2002年11月8日(金)「しんぶん赤旗」
「母子家庭をどこまで苦しめたら気がすむのですか」――母子寡婦福祉法等改悪法案を審議している衆院厚生労働委員会で七日におこなわれた参考人質疑。五人の参考人のうち賛成を明言したのは一人で、反対や慎重審議を求める意見が相次ぎ、まともな審議もせず八日に強行採決をねらう与党の冷たい姿勢が改めて浮き彫りになりました。
「石巻市の母親は、不況で給料も少なく、かぜをひいた子どもを病院にも連れていってやれないと訴えています。手当は母子家庭の命綱です」
こう訴えたのは、全国生活と健康を守る会連合会の前田美津恵事務局次長。母子家庭の窮状を切々と訴えながら時折涙ぐむ参考人も。
改悪案は、十八歳の年度末まで支給している児童扶養手当を、支給五年後に半分にまで削減できるというもの。

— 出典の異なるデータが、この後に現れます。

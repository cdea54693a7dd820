//! Distributed filesystem backend driven by `gohdfs`
//!
//! `gohdfs checksum PATH` prints one `CHECKSUM PATH` line per file, which
//! doubles as the listing format and as the etag source for a fetch.

use super::{looks_not_found, Backend, BackendKind};
use crate::error::{BackendError, BackendResult};
use crate::tool::{Tool, ToolFailure};
use std::ffi::OsStr;
use std::path::Path;
use std::time::Duration;

/// HDFS via `gohdfs`
#[derive(Debug, Clone)]
pub struct HdfsBackend {
    gohdfs: Tool,
}

impl HdfsBackend {
    pub fn new(timeout: Option<Duration>) -> Self {
        Self {
            gohdfs: Tool::new("gohdfs").with_timeout(timeout),
        }
    }

    fn classify(&self, bucket: &str, key: &str, failure: ToolFailure) -> BackendError {
        match &failure {
            ToolFailure::Exit { stderr, .. } if looks_not_found(stderr) => BackendError::NotFound {
                bucket: bucket.to_string(),
                key: key.to_string(),
            },
            _ => failure.into(),
        }
    }
}

/// Absolute filesystem path of an object
fn dfs_path(bucket: &str, key: &str) -> String {
    format!("/{}/{}", bucket, key)
}

impl Backend for HdfsBackend {
    fn kind(&self) -> BackendKind {
        BackendKind::Hdfs
    }

    fn source_uri(&self, bucket: &str, key: &str) -> String {
        format!("hdfs://{}/{}", bucket, key)
    }

    fn fetch(&self, bucket: &str, key: &str, dest: &Path) -> BackendResult<String> {
        let path = dfs_path(bucket, key);

        // Checksum is taken before the transfer
        let output = self
            .gohdfs
            .run(["checksum", path.as_str()])
            .map_err(|failure| self.classify(bucket, key, failure))?;
        let stdout = output.stdout_str();
        let etag = stdout
            .lines()
            .find_map(parse_checksum_line)
            .map(|(etag, _)| etag.to_string())
            .ok_or_else(|| BackendError::Parse {
                tool: "gohdfs checksum".into(),
                reason: format!("no checksum line for {}", path),
            })?;

        let args: [&OsStr; 3] = [OsStr::new("get"), OsStr::new(&path), dest.as_os_str()];
        self.gohdfs
            .run(args)
            .map_err(|failure| self.classify(bucket, key, failure))?;

        Ok(etag)
    }

    fn list_objects(
        &self,
        bucket: &str,
        prefix: &str,
        notify: &mut dyn FnMut(&str, &str),
    ) -> BackendResult<()> {
        let root = if prefix.is_empty() {
            format!("hdfs://{}", bucket)
        } else {
            format!("hdfs://{}/{}", bucket, prefix)
        };
        let output = self.gohdfs.run(["checksum", root.as_str()])?;

        for (etag, key) in output.stdout_str().lines().filter_map(parse_checksum_line) {
            notify(key.trim_start_matches('/'), etag);
        }
        Ok(())
    }

    fn required_tools(&self) -> Vec<(Tool, &'static [&'static str])> {
        vec![(self.gohdfs.clone(), &["--help"][..])]
    }
}

/// Parse an `ETAG KEY` line; lines without both parts are skipped
fn parse_checksum_line(line: &str) -> Option<(&str, &str)> {
    let (etag, key) = line.split_once(' ')?;
    let etag = etag.trim();
    let key = key.trim();
    if etag.is_empty() || key.is_empty() {
        return None;
    }
    Some((etag, key))
}

#[cfg(test)]
mod tests {
    use super::*;

    #[test]
    fn test_parse_checksum_line() {
        assert_eq!(
            parse_checksum_line("0000020000000000000000003b4a /b/dir/a.csv"),
            Some(("0000020000000000000000003b4a", "/b/dir/a.csv"))
        );
        assert_eq!(parse_checksum_line("garbage"), None);
        assert_eq!(parse_checksum_line(" "), None);
    }

    #[test]
    fn test_paths() {
        let backend = HdfsBackend::new(None);
        assert_eq!(dfs_path("b", "dir/a.csv"), "/b/dir/a.csv");
        assert_eq!(backend.source_uri("b", "a.csv"), "hdfs://b/a.csv");
    }
}
//! objpool - Write-through Local Disk Cache for Remote Object Stores
//!
//! Keeps local copies of objects from S3, HDFS or a local mirror, and turns
//! CSV and parquet objects into a partitioned columnar format (with a
//! zonemap index) through an external converter.
//!
//! # Features
//!
//! - **Etag-validated caching**: every cached object carries a sidecar
//!   recording the remote etag it was fetched at; a pull only transfers
//!   when the catalog reports a different etag.
//!
//! - **Atomic placement**: downloads land in `tmp/` and are renamed into
//!   place, so readers never observe a partial object.
//!
//! - **Bounded parallelism**: keys of one pull run on a fixed worker pool,
//!   serialized per object by named locks.
//!
//! - **Failure isolation**: one key's failure never aborts its siblings.
//!
//! # Architecture
//!
//! ```text
//!        request line / CLI subcommand
//!                    │
//!                    ▼
//! ┌─────────────────────────────────────────────────────────────────┐
//! │                            Pool                                  │
//! │   ┌──────────┐   ┌──────────────┐   ┌──────────────────────┐    │
//! │   │ Catalog  │   │  NamedLock   │   │    JobScheduler      │    │
//! │   │ (etags)  │   │ "bucket:key" │   │ (crossbeam workers)  │    │
//! │   └────┬─────┘   └──────┬───────┘   └──────────┬───────────┘    │
//! │        │                │                      │                │
//! │        ▼                ▼                      ▼                │
//! │   ┌──────────────────────────┐      ┌──────────────────────┐    │
//! │   │       ObjectCache        │      │      Converter       │    │
//! │   │ data/BUCKET/KEY          │─────►│ xrgdiv → DEV/BUCKET/ │    │
//! │   │ data/BUCKET/KEY__meta__  │      │   DIR/STEM.zmp ...   │    │
//! │   └────────────┬─────────────┘      └──────────────────────┘    │
//! └────────────────┼────────────────────────────────────────────────┘
//!                  │ fetch / list
//!                  ▼
//!     ┌────────────────────────────────────────┐
//!     │  Backend: S3 | HDFS | HDFS 2.x | local │
//!     └────────────────────────────────────────┘
//! ```
//!
//! # Example
//!
//! ```bash
//! # Enumerate a bucket
//! objpool -D /var/pool -d /mnt/d1 --backend s3 refresh mybucket
//!
//! # Fetch and convert two objects
//! objpool -D /var/pool -d /mnt/d1 -d /mnt/d2 --backend s3 \
//!     pull --format '{"fmt":"csv"}' --schema schema.json mybucket a.csv b.csv
//!
//! # Serve JSON request lines on stdin
//! echo '["GLOB", "mybucket", "logs/*.csv"]' | objpool -D /var/pool -d /mnt/d1 --backend s3 exec
//! ```

pub mod backend;
pub mod cache;
pub mod catalog;
pub mod config;
pub mod convert;
pub mod dispatch;
pub mod error;
pub mod glob;
pub mod lock;
pub mod pool;
pub mod progress;
pub mod scheduler;
pub mod tool;

pub use backend::{Backend, BackendKind};
pub use config::{CliArgs, Command, PoolConfig};
pub use dispatch::{dispatch, Reply, Request};
pub use error::{KeyOutcome, PoolError, Result};
pub use pool::Pool;
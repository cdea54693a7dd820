//! Object storage backend driven by the aws cli
//!
//! ```text
//! aws s3api get-object --bucket BUCKET --key KEY DEST
//! aws s3api list-objects-v2 --bucket BUCKET --prefix PREFIX --output json
//! ```

use super::{looks_not_found, Backend, BackendKind};
use crate::error::{BackendError, BackendResult};
use crate::tool::{Tool, ToolFailure};
use serde::Deserialize;
use std::ffi::OsStr;
use std::path::Path;
use std::time::Duration;

#[derive(Debug, Deserialize)]
struct GetObjectReply {
    #[serde(rename = "ETag", default)]
    etag: String,
}

#[derive(Debug, Deserialize)]
struct ListRecord {
    #[serde(rename = "Key")]
    key: String,
    #[serde(rename = "ETag", default)]
    etag: String,
}

#[derive(Debug, Default, Deserialize)]
struct ListCollection {
    #[serde(rename = "Contents", default)]
    contents: Vec<ListRecord>,
}

/// S3 via `aws s3api`
#[derive(Debug, Clone)]
pub struct S3Backend {
    aws: Tool,
}

impl S3Backend {
    pub fn new(timeout: Option<Duration>) -> Self {
        Self {
            aws: Tool::new("aws").with_timeout(timeout),
        }
    }

    fn classify(&self, bucket: &str, key: &str, failure: ToolFailure) -> BackendError {
        match &failure {
            ToolFailure::Exit { stderr, .. } if looks_not_found(stderr) => BackendError::NotFound {
                bucket: bucket.to_string(),
                key: key.to_string(),
            },
            _ => failure.into(),
        }
    }
}

impl Backend for S3Backend {
    fn kind(&self) -> BackendKind {
        BackendKind::S3
    }

    fn source_uri(&self, bucket: &str, key: &str) -> String {
        format!("s3://{}/{}", bucket, key)
    }

    fn fetch(&self, bucket: &str, key: &str, dest: &Path) -> BackendResult<String> {
        let args: [&OsStr; 7] = [
            OsStr::new("s3api"),
            OsStr::new("get-object"),
            OsStr::new("--bucket"),
            OsStr::new(bucket),
            OsStr::new("--key"),
            OsStr::new(key),
            dest.as_os_str(),
        ];
        let output = self
            .aws
            .run(args)
            .map_err(|failure| self.classify(bucket, key, failure))?;

        parse_get_object_etag(&output.stdout_str())
    }

    fn list_objects(
        &self,
        bucket: &str,
        prefix: &str,
        notify: &mut dyn FnMut(&str, &str),
    ) -> BackendResult<()> {
        let output = self.aws.run([
            "s3api",
            "list-objects-v2",
            "--bucket",
            bucket,
            "--prefix",
            prefix,
            "--output",
            "json",
        ])?;

        for record in parse_list_objects(&output.stdout_str())? {
            notify(&record.key, &record.etag);
        }
        Ok(())
    }

    fn required_tools(&self) -> Vec<(Tool, &'static [&'static str])> {
        vec![(self.aws.clone(), &["--version"][..])]
    }
}

/// Strip the quotes S3 wraps around etags
fn unquote(etag: &str) -> String {
    etag.trim().trim_matches('"').to_string()
}

fn parse_get_object_etag(stdout: &str) -> BackendResult<String> {
    let reply: GetObjectReply = serde_json::from_str(stdout).map_err(|e| BackendError::Parse {
        tool: "aws s3api get-object".into(),
        reason: e.to_string(),
    })?;
    Ok(unquote(&reply.etag))
}

fn parse_list_objects(stdout: &str) -> BackendResult<Vec<ListRecord>> {
    // An empty bucket prints nothing at all
    if stdout.trim().is_empty() {
        return Ok(Vec::new());
    }
    let collection: ListCollection =
        serde_json::from_str(stdout).map_err(|e| BackendError::Parse {
            tool: "aws s3api list-objects-v2".into(),
            reason: e.to_string(),
        })?;

    Ok(collection
        .contents
        .into_iter()
        .map(|r| ListRecord {
            etag: unquote(&r.etag),
            key: r.key,
        })
        .collect())
}
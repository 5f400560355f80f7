//! Vocabulary of the benchmarked protocol runs: parties, variants, phases and trace file names.
//!
//! Every benchmark run involves three parties. The helper `P0` only communicates during
//! preprocessing, the two computing parties `P1` and `P2` only communicate during the online
//! phase. Each of the three centrality measures is benchmarked for our protocol family and for the
//! prior reference family, which has no zero-iteration mode.
use std::fmt;

use serde::{Deserialize, Serialize};

/// One of the three parties of a benchmark run.
#[derive(Debug, Clone, Copy, PartialEq, Eq, Hash, PartialOrd, Ord, Serialize, Deserialize)]
pub enum Party {
    /// The helper party `P0`, which only sends preprocessing material.
    Helper,
    /// The first computing party `P1`.
    P1,
    /// The second computing party `P2`.
    P2,
}

impl Party {
    /// All parties, ordered by their party id.
    pub const ALL: [Party; 3] = [Party::Helper, Party::P1, Party::P2];

    /// The party id as recorded in the trace details.
    pub fn pid(self) -> u32 {
        match self {
            Party::Helper => 0,
            Party::P1 => 1,
            Party::P2 => 2,
        }
    }

    /// Returns the party with the given id, if there is one.
    pub fn from_pid(pid: u32) -> Option<Self> {
        match pid {
            0 => Some(Party::Helper),
            1 => Some(Party::P1),
            2 => Some(Party::P2),
            _ => None,
        }
    }
}

impl fmt::Display for Party {
    fn fmt(&self, f: &mut fmt::Formatter<'_>) -> fmt::Result {
        write!(f, "P{}", self.pid())
    }
}

/// The centrality measure computed by a benchmarked protocol.
#[derive(Debug, Clone, Copy, PartialEq, Eq, Hash, PartialOrd, Ord, Serialize, Deserialize)]
pub enum Measure {
    /// `pi_3`, the M centrality.
    Pi3,
    /// `pi_2`, the K centrality (deduplicates reachable nodes).
    Pi2,
    /// `pi_1`, the R centrality (clips the final scores).
    Pi1,
}

impl Measure {
    /// All measures in the order they are reported.
    pub const ALL: [Measure; 3] = [Measure::Pi3, Measure::Pi2, Measure::Pi1];

    /// The token used in trace file names.
    pub fn file_token(self) -> &'static str {
        match self {
            Measure::Pi3 => "pi_3",
            Measure::Pi2 => "pi_2",
            Measure::Pi1 => "pi_1",
        }
    }
}

/// Whether a run used our protocol or the prior reference protocol.
#[derive(Debug, Clone, Copy, PartialEq, Eq, Hash, PartialOrd, Ord, Serialize, Deserialize)]
pub enum Family {
    /// Our protocol, benchmarked from depth 0.
    Ours,
    /// The reference protocol, which cannot run zero iterations.
    Reference,
}

impl Family {
    /// The smallest depth at which the family can be benchmarked.
    pub fn min_depth(self) -> u32 {
        match self {
            Family::Ours => 0,
            Family::Reference => 1,
        }
    }

    /// The depths needed to separate one-time from per-iteration cost.
    pub fn differencing_depths(self) -> &'static [u32] {
        match self {
            Family::Ours => &[0, 1, 2],
            Family::Reference => &[1, 2],
        }
    }
}

/// A benchmarked protocol: a centrality measure in one of the two families.
#[derive(Debug, Clone, Copy, PartialEq, Eq, Hash, PartialOrd, Ord, Serialize, Deserialize)]
pub struct Variant {
    /// The computed centrality measure.
    pub measure: Measure,
    /// Our protocol or the reference.
    pub family: Family,
}

impl Variant {
    /// Our protocol for the given measure.
    pub const fn ours(measure: Measure) -> Self {
        Variant {
            measure,
            family: Family::Ours,
        }
    }

    /// The reference protocol for the given measure.
    pub const fn reference(measure: Measure) -> Self {
        Variant {
            measure,
            family: Family::Reference,
        }
    }

    /// All six benchmarked variants.
    pub fn all() -> impl Iterator<Item = Variant> {
        [Family::Ours, Family::Reference]
            .into_iter()
            .flat_map(|family| Measure::ALL.map(|measure| Variant { measure, family }))
    }

    /// Shorthand for `self.family.min_depth()`.
    pub fn min_depth(self) -> u32 {
        self.family.min_depth()
    }

    /// The metric part of a trace file name, e.g. `pi_2` or `pi_2_ref`.
    pub fn file_token(self) -> String {
        match self.family {
            Family::Ours => self.measure.file_token().to_string(),
            Family::Reference => format!("{}_ref", self.measure.file_token()),
        }
    }
}

impl fmt::Display for Variant {
    fn fmt(&self, f: &mut fmt::Formatter<'_>) -> fmt::Result {
        f.write_str(&self.file_token())
    }
}

/// The phase a cost is attributed to.
#[derive(Debug, Clone, Copy, PartialEq, Eq, Hash, Serialize, Deserialize)]
pub enum Phase {
    /// Input-independent preprocessing, sent by the helper.
    Preprocessing,
    /// The input-dependent online phase, sent by both computing parties.
    Online,
}

/// Whether a cost is paid once or for every iteration.
#[derive(Debug, Clone, Copy, PartialEq, Eq, Hash, Serialize, Deserialize)]
pub enum Granularity {
    /// Setup cost, i.e. the cost at the family's minimum depth.
    OneTime,
    /// Marginal cost of one additional iteration.
    PerIteration,
    /// One-time cost plus the cost of every iteration executed up to a given depth.
    Cumulative,
}

/// The network setting a benchmark ran in.
#[derive(Debug, Clone, Copy, Default, PartialEq, Eq, Hash, Serialize, Deserialize)]
#[serde(rename_all = "lowercase")]
pub enum Network {
    /// Local network, the default setting.
    #[default]
    Lan,
    /// Wide-area network; trace files carry a `WAN_` prefix.
    Wan,
}

impl Network {
    fn file_prefix(self) -> &'static str {
        match self {
            Network::Lan => "",
            Network::Wan => "WAN_",
        }
    }
}

/// Identifies which benchmark a trace file belongs to.
#[derive(Debug, Clone, PartialEq, Eq, Hash)]
pub enum TraceCase {
    /// A sweep over depths on a real dataset, one record per depth.
    Dataset(String),
    /// A sweep over graph sizes with `t = factor * n`, one file per depth and one record per size.
    ///
    /// The reference protocol does not depend on `t`, so its size sweep ignores the factor.
    SizeSweep {
        /// Total size as a multiple of the node count (11, 51 or 101 in the benchmark suite).
        factor: u64,
    },
}

/// Returns the file name (without the party directory) storing the given trace.
///
/// Size sweeps store one file per depth, so `depth` is required for them and ignored for
/// dataset sweeps.
pub fn trace_file_name(variant: Variant, case: &TraceCase, network: Network, depth: u32) -> String {
    let prefix = network.file_prefix();
    let metric = variant.measure.file_token();
    match (case, variant.family) {
        (TraceCase::Dataset(name), Family::Ours) => format!("{prefix}output_{metric}_{name}.txt"),
        (TraceCase::Dataset(name), Family::Reference) => {
            format!("{prefix}output_{metric}_ref_{name}.txt")
        }
        (TraceCase::SizeSweep { factor }, Family::Ours) => {
            format!("{prefix}output_{metric}_{factor}_d{depth}.txt")
        }
        (TraceCase::SizeSweep { .. }, Family::Reference) => {
            format!("{prefix}output_{metric}_ref_d{depth}.txt")
        }
    }
}

#[cfg(test)]
mod tests {
    use super::*;

    #[test]
    fn file_names_follow_benchmark_layout() {
        let aarhus = TraceCase::Dataset("aarhus".into());
        assert_eq!(
            trace_file_name(Variant::ours(Measure::Pi3), &aarhus, Network::Lan, 0),
            "output_pi_3_aarhus.txt"
        );
        assert_eq!(
            trace_file_name(Variant::reference(Measure::Pi2), &aarhus, Network::Lan, 4),
            "output_pi_2_ref_aarhus.txt"
        );
        let sweep = TraceCase::SizeSweep { factor: 51 };
        assert_eq!(
            trace_file_name(Variant::ours(Measure::Pi1), &sweep, Network::Wan, 2),
            "WAN_output_pi_1_51_d2.txt"
        );
        assert_eq!(
            trace_file_name(Variant::reference(Measure::Pi3), &sweep, Network::Lan, 1),
            "output_pi_3_ref_d1.txt"
        );
    }

    #[test]
    fn party_ids_round_trip() {
        for party in Party::ALL {
            assert_eq!(Party::from_pid(party.pid()), Some(party));
        }
        assert_eq!(Party::from_pid(3), None);
    }

    #[test]
    fn six_variants() {
        assert_eq!(Variant::all().count(), 6);
        assert_eq!(Variant::reference(Measure::Pi1).min_depth(), 1);
    }
}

法案を評価するとのべた明治学院大学の山崎美貴子教授も「手当は母子家庭に大切なお金で何としても存続してほしい。現状を無視した形にならないよう慎重に議論してほしい」とのべました。
政府が手当削減の代わりに打ち出している就労支援や、別れた配偶者からの養育費の確保についても、効果を疑問視する意見が相次ぎました。
就労支援策についてNPO法人しんぐるまざあず・ふぉーらむの赤石千衣子理事は「今の職を維持するためのスキルアップ(能力向上)に役立つかもしれないが、給料アップまではいかない。母子家庭の生活の苦しさは解消されない」と指摘。
離婚問題に詳しい榊原富士子弁護士は「配偶者と養育費の取り決めがあっても自分でとりたてるのは難しい。サポート体制をつくらないといけない」とのべました。
与党議員は「男女差別はなくなった」(自民・後藤田正純氏)と発言、参考人に誤りを指摘されるありさまでした。
日本共産党の山口富男議員は、扶養手当は必要であり拡充すべきこと、就労支援や養育費の確保も効果あるものにしてほしいという意見が出されたことを受けとめたいとのべました。